Anger as a Cry for Connection

“Through anger and distancing, Rotem is trying to pull you into her world. Her intensity is not cruelty. It is a cry that says: you are not with me.

“Naturally, when someone feels attacked, the last thing they want to do is enter the other person’s world, especially when that world feels full of accusations. So, as a form of self-defense, you retreat into your own reality and try to pull her into it instead.

“In your space, you feel protected from anger and emotional overload. Your attempts to explain yourself and prove your truth are actually attempts to force her into your reality. That is precisely what intensifies her anger.”

Why Explanations Hurt

“Why does that make her so angry?” Assi asked.

“You hurt her twice,” I explained. “First, she invited you into her world, and you rejected the invitation. Second, through your explanations, she felt that you were forcing her into your reality instead.”

“That explains why I feel so lonely all the time,” Rotem said quietly. “Now I understand what you meant when you spoke about loneliness.”

“And you,” I replied, “are also not willing to give up your reality. Otherwise, you wouldn’t become so upset.”

Meeting Without Forcing

“So how can we unite our two worlds?” Assi asked. “Are we destined to stay separate and lonely? Everyone wants to express their truth and not be left alone with it.”

“Assi,” I answered, “unity begins with your ability to uproot yourself from your reality and enter Rotem’s. This is your life’s work in this relationship.”

“I don’t understand. Why me? She should do it too,” he protested.

“If she does, it is a gift to you. Each person has their own work in the relationship. Joining another’s reality is work. Having someone join yours is a gift, an act of divine grace.”

Loneliness and Choice

“Rotem,” I continued, “try to loosen the belief that Assi must enter your reality. Hashem created the world with a law of free choice. No one can be forced to cross realities. If you want to stop feeling alone, you too are invited to step out of your own reality and enter his. Only then can a true meeting occur.”

“So does that mean I have to give up my truth?” she asked.
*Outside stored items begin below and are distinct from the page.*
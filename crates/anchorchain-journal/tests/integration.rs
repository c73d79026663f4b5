use anchorchain_canonical::{anchor_hash, genesis_merkle_root, Digest, Timestamp};
use anchorchain_core::{
    merkle_root, Block, BlockDraft, Difficulty, Miner, VerificationEvent, VerificationStatus,
};
use anchorchain_journal::{
    FrameKind, JournalError, JournalReader, JournalWriter, ReadMode, WriteOptions,
};
use std::fs;
use tempfile::TempDir;

fn make_block(index: u64, previous_hash: Digest, code_id: &str) -> Block {
    let timestamp = Timestamp::parse("2024-06-01T10:00:00.000Z").unwrap();
    let events = if index == 0 {
        Vec::new()
    } else {
        vec![VerificationEvent {
            product_id: "PROD-0001".into(),
            product_name: "Madu Hutan".into(),
            distributor: "CV Sumber Rejeki".into(),
            code_id: code_id.into(),
            anchor_hash: anchor_hash(code_id, "test-secret"),
            status: VerificationStatus::FirstVerification,
            timestamp: timestamp.clone(),
        }]
    };
    let merkle_root = if events.is_empty() {
        genesis_merkle_root()
    } else {
        merkle_root(&events).unwrap()
    };
    Miner::new(Difficulty::new(1).unwrap())
        .seal(BlockDraft {
            index,
            date: timestamp.date(),
            timestamp,
            previous_hash,
            merkle_root,
            events,
        })
        .unwrap()
}

#[test]
fn test_write_read_round_trip() {
    let temp_dir = TempDir::new().unwrap();
    let path = temp_dir.path().join("blocks.acj");
    let genesis = make_block(0, Digest::zero(), "");
    let first = make_block(1, genesis.hash.clone(), "PROD-0001-0001");

    {
        let mut writer = JournalWriter::open(&path, WriteOptions::default()).unwrap();
        writer.append_block(&genesis).unwrap();
        writer.append_block(&first).unwrap();
        writer.finish().unwrap();
    }

    let mut reader = JournalReader::open(&path, ReadMode::Strict).unwrap();
    assert_eq!(reader.read_block().unwrap().unwrap(), genesis);
    assert_eq!(reader.read_block().unwrap().unwrap(), first);
    assert!(reader.read_block().unwrap().is_none());
}

#[test]
fn test_append_to_existing() {
    let temp_dir = TempDir::new().unwrap();
    let path = temp_dir.path().join("blocks.acj");
    let genesis = make_block(0, Digest::zero(), "");
    let first = make_block(1, genesis.hash.clone(), "PROD-0001-0001");

    {
        let mut writer = JournalWriter::open(&path, WriteOptions::default()).unwrap();
        writer.append_block(&genesis).unwrap();
    }
    {
        let mut writer = JournalWriter::open(&path, WriteOptions { sync: true, create: true }).unwrap();
        writer.append_block(&first).unwrap();
    }

    let blocks = JournalReader::open(&path, ReadMode::Strict)
        .unwrap()
        .read_all()
        .unwrap();
    assert_eq!(blocks, vec![genesis, first]);
}

#[test]
fn test_empty_journal_has_header_only() {
    let temp_dir = TempDir::new().unwrap();
    let path = temp_dir.path().join("blocks.acj");
    JournalWriter::open(&path, WriteOptions::default())
        .unwrap()
        .finish()
        .unwrap();

    assert_eq!(fs::metadata(&path).unwrap().len(), 16);
    let mut reader = JournalReader::open(&path, ReadMode::Strict).unwrap();
    assert!(reader.read_block().unwrap().is_none());
}

#[test]
fn test_unknown_frames_are_skipped() {
    let temp_dir = TempDir::new().unwrap();
    let path = temp_dir.path().join("blocks.acj");
    let genesis = make_block(0, Digest::zero(), "");

    {
        let mut writer = JournalWriter::open(&path, WriteOptions::default()).unwrap();
        writer.append_raw(FrameKind::Unknown(0x7F), b"future").unwrap();
        writer.append_block(&genesis).unwrap();
    }

    let blocks = JournalReader::open(&path, ReadMode::Strict)
        .unwrap()
        .read_all()
        .unwrap();
    assert_eq!(blocks, vec![genesis]);
}

#[test]
fn test_refuses_foreign_file() {
    let temp_dir = TempDir::new().unwrap();
    let path = temp_dir.path().join("blocks.acj");
    fs::write(&path, b"this is not a journal file").unwrap();

    assert!(matches!(
        JournalWriter::open(&path, WriteOptions::default()),
        Err(JournalError::InvalidHeader(_))
    ));
    assert!(matches!(
        JournalReader::open(&path, ReadMode::Strict),
        Err(JournalError::InvalidHeader(_))
    ));
}

#[test]
fn test_refuses_short_non_empty_file() {
    let temp_dir = TempDir::new().unwrap();
    let path = temp_dir.path().join("blocks.acj");
    fs::write(&path, b"ACJ").unwrap();

    assert!(matches!(
        JournalWriter::open(&path, WriteOptions::default()),
        Err(JournalError::FileNotEmpty)
    ));
}

#[test]
fn test_corrupt_block_payload_is_reported() {
    let temp_dir = TempDir::new().unwrap();
    let path = temp_dir.path().join("blocks.acj");
    {
        let mut writer = JournalWriter::open(&path, WriteOptions::default()).unwrap();
        writer.append_raw(FrameKind::BlockJson, b"{\"index\":").unwrap();
    }

    let mut reader = JournalReader::open(&path, ReadMode::Permissive).unwrap();
    match reader.read_block() {
        Err(JournalError::InvalidBlock { offset, .. }) => assert_eq!(offset, 24),
        other => panic!("expected InvalidBlock, got {:?}", other.map(|_| ())),
    }
}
“No. It means you are willing to be alone with your truth. That courage is precisely what allows connection.

“Very often, because we fear being alone in our inner world, we force others to enter it. That force is violence. Sometimes it appears as anger, sometimes as emotional storms, sometimes as intellectual arguments. At its core, it is the same movement: fear of loneliness. That is the tragedy of the human soul.”

This Is Not Personal

“Rotem, you are deeply connected to a man who struggles to understand emotional distress. And you, Assi, are in great pain because she does not believe you and refuses to hear your explanations.
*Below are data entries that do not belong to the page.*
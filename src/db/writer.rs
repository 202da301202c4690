use std::collections::BTreeSet;

use sqlx::{Sqlite, SqlitePool, Transaction};
use tracing::{debug, info, warn};

use crate::db::SchemaMode;
use crate::types::NormalizedRow;

const INSERT_MATCH: &str = r#"
INSERT INTO matches (competition, match_date, home_team, away_team, score, status)
VALUES (?, ?, ?, ?, ?, ?)
"#;

// The conflict target repeats the partial index predicate from schema.rs.
const UPSERT_MATCH: &str = r#"
INSERT INTO matches (competition, match_date, home_team, away_team, score, status)
VALUES (?, ?, ?, ?, ?, ?)
ON CONFLICT(competition, match_date, home_team, away_team)
    WHERE home_team <> 'TBD' AND away_team <> 'TBD'
DO UPDATE SET
    score = excluded.score,
    status = excluded.status
"#;

/// Undecided fixtures have no stable key, so preserve mode replaces the
/// competition's previous set wholesale instead of upserting them.
const DELETE_UNDECIDED: &str = r#"
DELETE FROM matches
WHERE competition = ? AND (home_team = 'TBD' OR away_team = 'TBD')
"#;

/// Persists one competition's rows per call, all-or-nothing.
#[derive(Clone)]
pub struct MatchWriter {
    pool: SqlitePool,
    mode: SchemaMode,
}

impl MatchWriter {
    pub fn new(pool: SqlitePool, mode: SchemaMode) -> Self {
        Self { pool, mode }
    }

    /// Inserts `rows` in order inside a single transaction and returns how many
    /// were written. Any failed insert rolls back the whole batch.
    pub async fn write(&self, rows: &[NormalizedRow], competition_name: &str) -> Result<u64, sqlx::Error> {
        let mut tx = self.pool.begin().await?;

        match self.insert_rows(&mut tx, rows).await {
            Ok(written) => {
                tx.commit().await?;
                info!(
                    competition = competition_name,
                    rows = written,
                    "Saved {written} matches for {competition_name}"
                );
                Ok(written)
            }
            Err(e) => {
                if let Err(rb) = tx.rollback().await {
                    warn!(competition = competition_name, "Rollback failed: {rb}");
                }
                Err(e)
            }
        }
    }

    async fn insert_rows(
        &self,
        tx: &mut Transaction<'_, Sqlite>,
        rows: &[NormalizedRow],
    ) -> Result<u64, sqlx::Error> {
        if self.mode == SchemaMode::Preserve {
            let competitions: BTreeSet<&str> = rows.iter().map(|r| r.competition.as_str()).collect();
            for competition in competitions {
                sqlx::query(DELETE_UNDECIDED)
                    .bind(competition)
                    .execute(&mut **tx)
                    .await?;
            }
        }

        let mut written = 0u64;
        for row in rows {
            let sql = match self.mode {
                SchemaMode::Preserve if !row.has_placeholder_team() => UPSERT_MATCH,
                _ => INSERT_MATCH,
            };
            debug!(
                date = %row.match_date,
                home = %row.home_team,
                away = %row.away_team,
                score = %row.score,
                status = %row.status,
                "Inserting match"
            );
            let result = sqlx::query(sql)
                .bind(&row.competition)
                .bind(row.match_date)
                .bind(&row.home_team)
                .bind(&row.away_team)
                .bind(&row.score)
                .bind(&row.status)
                .execute(&mut **tx)
                .await?;
            written += result.rows_affected();
        }
        Ok(written)
    }
}

#[cfg(test)]
mod tests {
    use super::*;
    use chrono::NaiveDate;

    use crate::db::models::{count_matches, load_matches};
    use crate::db::{ensure_schema, memory_pool};

    fn row(home: &str, away: &str, score: &str) -> NormalizedRow {
        NormalizedRow {
            competition: "Premier League".to_string(),
            match_date: NaiveDate::from_ymd_opt(2024, 8, 17).unwrap(),
            home_team: home.to_string(),
            away_team: away.to_string(),
            score: score.to_string(),
            status: "FINISHED".to_string(),
        }
    }

    async fn writer(mode: SchemaMode) -> (SqlitePool, MatchWriter) {
        let pool = memory_pool().await;
        ensure_schema(&pool, mode).await.unwrap();
        (pool.clone(), MatchWriter::new(pool, mode))
    }

    #[tokio::test]
    async fn written_rows_round_trip() {
        let (pool, writer) = writer(SchemaMode::Recreate).await;
        let rows = vec![
            row("Arsenal FC", "Wolverhampton Wanderers FC", "2-0"),
            row("Everton FC", "Brighton & Hove Albion FC", "0-3"),
            row("Newcastle United FC", "Southampton FC", "?-?"),
        ];

        let written = writer.write(&rows, "Premier League").await.unwrap();
        assert_eq!(written, 3);

        let stored = load_matches(&pool, "Premier League").await.unwrap();
        let round_tripped: Vec<NormalizedRow> = stored.iter().map(|r| r.to_row()).collect();
        assert_eq!(round_tripped, rows);
        assert!(stored.windows(2).all(|w| w[0].id < w[1].id));
    }

    #[tokio::test]
    async fn values_are_bound_not_interpolated() {
        let (pool, writer) = writer(SchemaMode::Recreate).await;
        let nasty = row("Robert'); DROP TABLE matches;--", "Fulham FC", "1-1");

        writer.write(std::slice::from_ref(&nasty), "Premier League").await.unwrap();

        let stored = load_matches(&pool, "Premier League").await.unwrap();
        assert_eq!(stored.len(), 1);
        assert_eq!(stored[0].home_team, nasty.home_team);
    }

    #[tokio::test]
    async fn failed_insert_rolls_back_whole_batch() {
        let (pool, writer) = writer(SchemaMode::Recreate).await;
        sqlx::query(
            "CREATE TRIGGER reject_second BEFORE INSERT ON matches
             WHEN NEW.home_team = 'Chelsea FC'
             BEGIN SELECT RAISE(ABORT, 'simulated connection drop'); END",
        )
        .execute(&pool)
        .await
        .unwrap();

        let rows = vec![
            row("Brentford FC", "Crystal Palace FC", "2-1"),
            row("Chelsea FC", "Manchester City FC", "0-2"),
            row("Leicester City FC", "Tottenham Hotspur FC", "1-1"),
        ];

        let err = writer.write(&rows, "Premier League").await.unwrap_err();
        assert!(err.to_string().contains("simulated connection drop"));
        assert_eq!(count_matches(&pool).await.unwrap(), 0);
    }

    #[tokio::test]
    async fn preserve_mode_upserts_on_fixture_key() {
        let (pool, writer) = writer(SchemaMode::Preserve).await;

        let mut scheduled = row("Aston Villa FC", "West Ham United FC", "?-?");
        scheduled.status = "TIMED".to_string();
        writer.write(std::slice::from_ref(&scheduled), "Premier League").await.unwrap();

        let mut finished = scheduled.clone();
        finished.score = "2-1".to_string();
        finished.status = "FINISHED".to_string();
        writer.write(std::slice::from_ref(&finished), "Premier League").await.unwrap();

        let stored = load_matches(&pool, "Premier League").await.unwrap();
        assert_eq!(stored.len(), 1);
        assert_eq!(stored[0].to_row(), finished);
    }

    #[tokio::test]
    async fn preserve_mode_stores_every_undecided_fixture() {
        let (pool, writer) = writer(SchemaMode::Preserve).await;
        let undecided = || NormalizedRow {
            competition: "Champions League".to_string(),
            match_date: NaiveDate::from_ymd_opt(2025, 3, 4).unwrap(),
            home_team: "TBD".to_string(),
            away_team: "TBD".to_string(),
            score: "?-?".to_string(),
            status: "TIMED".to_string(),
        };
        let rows = vec![undecided(), undecided(), undecided()];

        let written = writer.write(&rows, "Champions League").await.unwrap();
        assert_eq!(written, 3);
        assert_eq!(load_matches(&pool, "Champions League").await.unwrap().len(), 3);

        // A rerun replaces the undecided set instead of piling up duplicates.
        let written = writer.write(&rows[..2], "Champions League").await.unwrap();
        assert_eq!(written, 2);
        assert_eq!(load_matches(&pool, "Champions League").await.unwrap().len(), 2);
    }

    #[tokio::test]
    async fn preserve_mode_keeps_decided_fixtures_next_to_undecided_ones() {
        let (pool, writer) = writer(SchemaMode::Preserve).await;
        let mut decided = row("Arsenal FC", "PSV", "7-1");
        decided.competition = "Champions League".to_string();
        let mut undecided = row("TBD", "TBD", "?-?");
        undecided.competition = "Champions League".to_string();

        writer.write(&[decided.clone(), undecided.clone()], "Champions League").await.unwrap();
        writer.write(&[decided, undecided], "Champions League").await.unwrap();

        assert_eq!(load_matches(&pool, "Champions League").await.unwrap().len(), 2);
    }

    #[tokio::test]
    async fn missing_table_is_an_error() {
        let pool = memory_pool().await;
        let writer = MatchWriter::new(pool, SchemaMode::Recreate);
        let res = writer.write(&[row("A", "B", "1-0")], "Premier League").await;
        assert!(res.is_err());
    }
}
“You must understand that these tensions exist in every relationship. They are not the result of your personality, Rotem, nor your insensitivity, Assi. This is part of the human condition.”

Living in a Mindset of Gift

“So what is the solution?” they asked together.

“You need to adopt a mindset of gift. If a partner manages to connect with you, that is a heavenly gift, something lofty and rare.

“If you learn to truly meet one another, you will realize what a miracle connection is. It is not natural. It cannot be forced. It requires effort and choice.

“I suggest you begin practicing this with your children. When a child says, ‘Mom, I’m angry because you never care about me,’ don’t try to fix the emotion, and don’t defend yourself by proving how wonderful you are. Enter their truth. Be with them there, so they are not alone.

“That is how you truly meet emotional needs. Presence, not solutions, creates connection.”